—Pero cálmese usted, pobre hombre—se atrevió a expresar Jacinta—. A nosotros no nos importa que su mujer de usted sea lo que quiera.
—¡Que no les importa!... —replicó Ido con entonación trágica de actor de la legua—. Ya sé que estas cosas a nadie le importan más que a mí, al esposo ultrajado, al hombre que sabe poner su honor por encima de todas las cosas.
—Es claro que a él le importa principalmente—dijo Santa Cruz hostigándole más—. Y que tiene el genio blando este señor Ido.
—Y para que usted, señora —añadió el desgraciado mirando a Jacinta de un modo que la hizo estremecer—, pueda apreciar la justa indignación de un hombre de honor, sepa que mi esposa es... ¡adúuultera!
Dijo esta palabra con un alarido espantoso, levantándose del asiento y extendiendo ambos brazos como suelen hacer los bajos de ópera cuando echan una maldición. Jacinta se llevó las manos a la cabeza. Ya no podía resistir más aquel desagradable espectáculo. Llamó al criado para que acompañara al desventurado corredor de obras literarias. Pero Juan, queriendo divertirse más, procuraba calmarle.
«Siéntese, Sr. D. José, y no se excite tanto. Hay que llevar estas cosas con paciencia».
—¡Con paciencia, con paciencia! —exclamó Ido, que en su estado eléctrico repetía siempre la última frase que se le decía, como si la mascase, a pesar de no tener muelas.

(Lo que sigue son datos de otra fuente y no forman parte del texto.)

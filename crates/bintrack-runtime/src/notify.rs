//! Transient notifications and deferred navigation.

use serde::Serialize;
use std::fmt;
use tokio::time::{Duration, Instant};

#[derive(Debug, Clone, Copy, PartialEq, Eq, Serialize)]
#[serde(rename_all = "lowercase")]
pub enum NoticeLevel {
    Success,
    Info,
    Warning,
    Error,
}

impl fmt::Display for NoticeLevel {
    fn fmt(&self, f: &mut fmt::Formatter<'_>) -> fmt::Result {
        let label = match self {
            NoticeLevel::Success => "success",
            NoticeLevel::Info => "info",
            NoticeLevel::Warning => "warning",
            NoticeLevel::Error => "error",
        };
        f.write_str(label)
    }
}

#[derive(Debug, Clone, PartialEq, Eq)]
pub struct Notice {
    pub level: NoticeLevel,
    pub message: String,
    expires_at: Instant,
}

impl Notice {
    pub fn is_expired(&self, now: Instant) -> bool {
        now >= self.expires_at
    }
}

/// Queue of auto-dismissing notices. Nothing here is fatal; notices simply
/// stop being reported once their lifetime has passed.
#[derive(Debug, Clone)]
pub struct Notifier {
    ttl: Duration,
    notices: Vec<Notice>,
}

impl Notifier {
    pub fn new(ttl: Duration) -> Self {
        Self {
            ttl,
            notices: Vec::new(),
        }
    }

    pub fn push(&mut self, level: NoticeLevel, message: impl Into<String>) {
        self.notices.push(Notice {
            level,
            message: message.into(),
            expires_at: Instant::now() + self.ttl,
        });
    }

    pub fn success(&mut self, message: impl Into<String>) {
        self.push(NoticeLevel::Success, message);
    }

    pub fn warning(&mut self, message: impl Into<String>) {
        self.push(NoticeLevel::Warning, message);
    }

    pub fn error(&mut self, message: impl Into<String>) {
        self.push(NoticeLevel::Error, message);
    }

    /// Notices still alive at `now`, oldest first.
    pub fn active(&self, now: Instant) -> impl Iterator<Item = &Notice> {
        self.notices.iter().filter(move |n| !n.is_expired(now))
    }

    /// Drop expired notices; returns how many were removed.
    pub fn prune(&mut self, now: Instant) -> usize {
        let before = self.notices.len();
        self.notices.retain(|n| !n.is_expired(now));
        before - self.notices.len()
    }

    pub fn latest(&self) -> Option<&Notice> {
        self.notices.last()
    }

    /// Every notice pushed so far, expired or not.
    pub fn all(&self) -> &[Notice] {
        &self.notices
    }

    pub fn take_all(&mut self) -> Vec<Notice> {
        std::mem::take(&mut self.notices)
    }

    pub fn clear(&mut self) {
        self.notices.clear();
    }
}

/// Screens outside this client that a session can send the user to
#[derive(Debug, Clone, Copy, PartialEq, Eq, Serialize)]
#[serde(rename_all = "lowercase")]
pub enum Route {
    Login,
    Settings,
}

impl Route {
    pub fn path(self) -> &'static str {
        match self {
            Route::Login => "/login",
            Route::Settings => "/settings",
        }
    }
}

impl fmt::Display for Route {
    fn fmt(&self, f: &mut fmt::Formatter<'_>) -> fmt::Result {
        f.write_str(self.path())
    }
}

#[derive(Debug, Clone, Copy, PartialEq, Eq)]
pub struct Redirect {
    pub route: Route,
    pub due: Instant,
}

impl Redirect {
    pub fn now(route: Route) -> Self {
        Self {
            route,
            due: Instant::now(),
        }
    }

    pub fn after(route: Route, delay: Duration) -> Self {
        Self {
            route,
            due: Instant::now() + delay,
        }
    }

    pub fn is_due(&self, now: Instant) -> bool {
        now >= self.due
    }
}

#[cfg(test)]
mod tests {
    use super::*;

    #[tokio::test(start_paused = true)]
    async fn test_notice_expires_after_ttl() {
        let mut notifier = Notifier::new(Duration::from_millis(4500));
        notifier.error("Failed to load data");

        tokio::time::advance(Duration::from_millis(4499)).await;
        assert_eq!(notifier.active(Instant::now()).count(), 1);

        tokio::time::advance(Duration::from_millis(1)).await;
        assert_eq!(notifier.active(Instant::now()).count(), 0);
        assert_eq!(notifier.prune(Instant::now()), 1);
        assert!(notifier.latest().is_none());
    }

    #[tokio::test(start_paused = true)]
    async fn test_redirect_becomes_due() {
        let redirect = Redirect::after(Route::Settings, Duration::from_millis(2000));
        assert!(!redirect.is_due(Instant::now()));

        tokio::time::advance(Duration::from_millis(2000)).await;
        assert!(redirect.is_due(Instant::now()));
        assert_eq!(redirect.route.path(), "/settings");
    }
}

—Sí, hombre; estos tragos no hay más remedio que irlos pasando. Amargan un poco; pero al fin el hombre, como dijo el otro, se va jaciendo.
—¡Se va jaciendo! ¿Y el honor, señor de Santa Cruz?...

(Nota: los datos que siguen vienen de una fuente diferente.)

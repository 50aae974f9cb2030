use anyhow::Result;
use is_terminal::IsTerminal;
use owo_colors::OwoColorize;
use serde::Serialize;
use std::io::{self, Write};

use super::traits::Renderer;
use crate::presentation::view_models::{CommandResultViewModel, CreateView, ViewMode};
use crate::types::OutputFormat;

pub struct ConsoleRenderer {
    format: OutputFormat,
    color: bool,
}

impl ConsoleRenderer {
    pub fn new(format: OutputFormat) -> Self {
        Self {
            format,
            color: io::stdout().is_terminal(),
        }
    }

    /// Disable ANSI styling regardless of the terminal.
    pub fn without_color(mut self) -> Self {
        self.color = false;
        self
    }

    pub fn write_result<T, W>(&self, out: &mut W, result: &CommandResultViewModel<T>) -> Result<()>
    where
        T: Serialize + CreateView,
        W: Write,
    {
        match self.format {
            OutputFormat::Json => {
                writeln!(out, "{}", serde_json::to_string_pretty(result)?)?;
            }
            // Fragments are embedded by the caller; badges and tips stay out.
            OutputFormat::Html => {
                write!(out, "{}", result.content.create_view(ViewMode::Markup))?;
            }
            OutputFormat::Plain => self.write_plain(out, result)?,
        }
        Ok(())
    }

    fn write_plain<T, W>(&self, out: &mut W, result: &CommandResultViewModel<T>) -> Result<()>
    where
        T: Serialize + CreateView,
        W: Write,
    {
        if let Some(badge) = &result.badge {
            if self.color {
                writeln!(out, "{} {}", badge.icon(), badge.label.bold())?;
            } else {
                writeln!(out, "{} {}", badge.icon(), badge.label)?;
            }
            writeln!(out)?;
        }

        write!(out, "{}", result.content.create_view(ViewMode::Text))?;

        if !result.suggestions.is_empty() {
            if self.color {
                writeln!(out, "\n{}", "💡 Tips:".yellow().bold())?;
            } else {
                writeln!(out, "\n💡 Tips:")?;
            }
            for tip in &result.suggestions {
                write!(out, "  • {}", tip.description)?;
                if let Some(cmd) = &tip.command {
                    if self.color {
                        write!(out, ": {}", cmd.cyan())?;
                    } else {
                        write!(out, ": {}", cmd)?;
                    }
                }
                writeln!(out)?;
            }
        }
        Ok(())
    }
}

impl Renderer for ConsoleRenderer {
    fn render<T>(&self, result: CommandResultViewModel<T>) -> Result<()>
    where
        T: Serialize + CreateView + Send + Sync,
    {
        let stdout = io::stdout();
        let mut out = stdout.lock();
        self.write_result(&mut out, &result)?;
        out.flush()?;
        Ok(())
    }
}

Y otra vez hincaba la barba en el pecho, mirando con los ojos medio escondidos en el casco, y cerrándolos de súbito, como los toros que bajan el testuz para acometer. Las carúnculas del cuello se le inyectaban de tal modo, que casi eclipsaban el rojo de la corbata. Parecía un pavo cuando la excitación de la pelea con otro pavo le convierte en animal feroz.